Deciphering genomic evolution of metastatic organotropism with 535 paired primary lung cancers and metastases
Duo Xie, Wen‐Fang Tang, Tao Jiang, Hao Duan, Shanlan Mo, Hao Zhang, Xiangwei Zhai, Qingda Tian, Zan Li, Yi Liang, Wei-Zhao Huang, Haiming Jiang, Leo Tsz On Lee, Chao Zhang, Weiwei Zhai, Yonggao Mou, Wen‐Zhao Zhong, Zheng Hu
Abstract
Metastasis is the leading cause of death in lung cancer patients, yet our understanding of its genomic determinants and evolution remains limited. Here, we analyzed whole-exome sequencing data from 535 paired primary and metastatic tumors from 223 non-small cell lung cancer patients, including brain (BM), distant extracranial (ExM), and lymph node (LNM) metastases. BMs harbored the most somatic alterations compared to metastases in other sites.

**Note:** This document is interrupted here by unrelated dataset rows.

use core::ops::{Index, IndexMut};
use crate::coord::{Coord2D, Dimension2D, Shape2D};
use crate::index_space::MemoryRegion;




/**
 * A read-only 2D window into a field buffer. The window aliases the buffer;
 * indexes are `(y, x)` relative to the window origin.
 */
#[derive(Clone, Copy)]
pub struct View<'a> {
    data: &'a [f64],
    region: MemoryRegion,
}




/**
 * A modifiable 2D window into a field buffer. Writes through the window land
 * directly in the field's buffer, and are visible through every other view
 * covering the same elements.
 */
pub struct ViewMut<'a> {
    data: &'a mut [f64],
    region: MemoryRegion,
}




// ============================================================================
impl<'a> View<'a> {

    pub(crate) fn new(data: &'a [f64], region: MemoryRegion) -> Self {
        Self { data, region }
    }

    /// Number of elements on each axis of the window.
    pub fn extents(&self) -> Shape2D {
        self.region.count()
    }

    pub fn extent(&self, dim: Dimension2D) -> usize {
        self.region.count()[dim]
    }

    pub fn get(&self, y: usize, x: usize) -> f64 {
        self.data[self.checked_offset(y, x)]
    }

    /**
     * Return a pointer to the window's `(0, 0)` element. Two views alias the
     * same memory exactly when their element pointers coincide.
     */
    pub fn as_ptr(&self) -> *const f64 {
        self.data[self.region.base()..].as_ptr()
    }

    /**
     * Iterate over the rows of the window, each a contiguous slice.
     */
    pub fn rows(&self) -> impl Iterator<Item = &[f64]> + '_ {
        self.region.iter_rows(self.data)
    }

    /**
     * Iterate over all values of the window, in row-major order.
     */
    pub fn iter(&self) -> impl Iterator<Item = f64> + '_ {
        self.rows().flat_map(|row| row.iter().copied())
    }

    /**
     * Copy the window into a dense row-major vector.
     */
    pub fn to_vec(&self) -> Vec<f64> {
        self.iter().collect()
    }

    fn checked_offset(&self, y: usize, x: usize) -> usize {
        let count = self.region.count();
        if y >= count.y() || x >= count.x() {
            panic!("index ({} {}) out of range on view of shape ({} {})",
                y,
                x,
                count.y(),
                count.x());
        }
        self.region.offset(Coord2D::new(y, x))
    }
}

impl<'a> Index<(usize, usize)> for View<'a> {
    type Output = f64;

    fn index(&self, (y, x): (usize, usize)) -> &Self::Output {
        &self.data[self.checked_offset(y, x)]
    }
}




// ============================================================================
impl<'a> ViewMut<'a> {

    pub(crate) fn new(data: &'a mut [f64], region: MemoryRegion) -> Self {
        Self { data, region }
    }

    /**
     * Reborrow this window as a read-only view.
     */
    pub fn as_view(&self) -> View<'_> {
        View::new(&self.data[..], self.region)
    }

    pub fn extents(&self) -> Shape2D {
        self.region.count()
    }

    pub fn extent(&self, dim: Dimension2D) -> usize {
        self.region.count()[dim]
    }

    pub fn get(&self, y: usize, x: usize) -> f64 {
        self.as_view().get(y, x)
    }

    pub fn set(&mut self, y: usize, x: usize, value: f64) {
        let n = self.as_view().checked_offset(y, x);
        self.data[n] = value;
    }

    /**
     * Set every element of the window to the same value.
     */
    pub fn fill(&mut self, value: f64) {
        for row in self.rows_mut() {
            row.fill(value)
        }
    }

    /**
     * Set every element of the window from a closure of its `(y, x)` index.
     */
    pub fn fill_with<F>(&mut self, f: F)
    where
        F: Fn(usize, usize) -> f64,
    {
        for (y, row) in self.rows_mut().enumerate() {
            for (x, value) in row.iter_mut().enumerate() {
                *value = f(y, x)
            }
        }
    }

    /**
     * Iterate over the rows of the window as disjoint mutable slices.
     */
    pub fn rows_mut(&mut self) -> impl Iterator<Item = &mut [f64]> + '_ {
        let region = &self.region;
        region.iter_rows_mut(&mut self.data[..])
    }
}

impl<'a> Index<(usize, usize)> for ViewMut<'a> {
    type Output = f64;

    fn index(&self, (y, x): (usize, usize)) -> &Self::Output {
        let n = self.as_view().checked_offset(y, x);
        &self.data[n]
    }
}

impl<'a> IndexMut<(usize, usize)> for ViewMut<'a> {
    fn index_mut(&mut self, (y, x): (usize, usize)) -> &mut Self::Output {
        let n = self.as_view().checked_offset(y, x);
        &mut self.data[n]
    }
}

Despite the high concordance of putative driver alterations between paired primary tumors and metastases, PTPRD and FAT1 were highly enriched in BM-associated primary tumors. We discovered loss of early driver mutations by specific loss of heterozygosity in BMs. Monoclonal seeding is common in BMs (89%, 84/94) but relatively rarer in LNMs (41%, 74/179) and ExMs (49%, 19/39). Metastatic timing estimates indicated that BMs occur relatively later than LNMs. Collectively, our systematic analysis reveals distinct genomic features and evolutionary trajectories of BMs.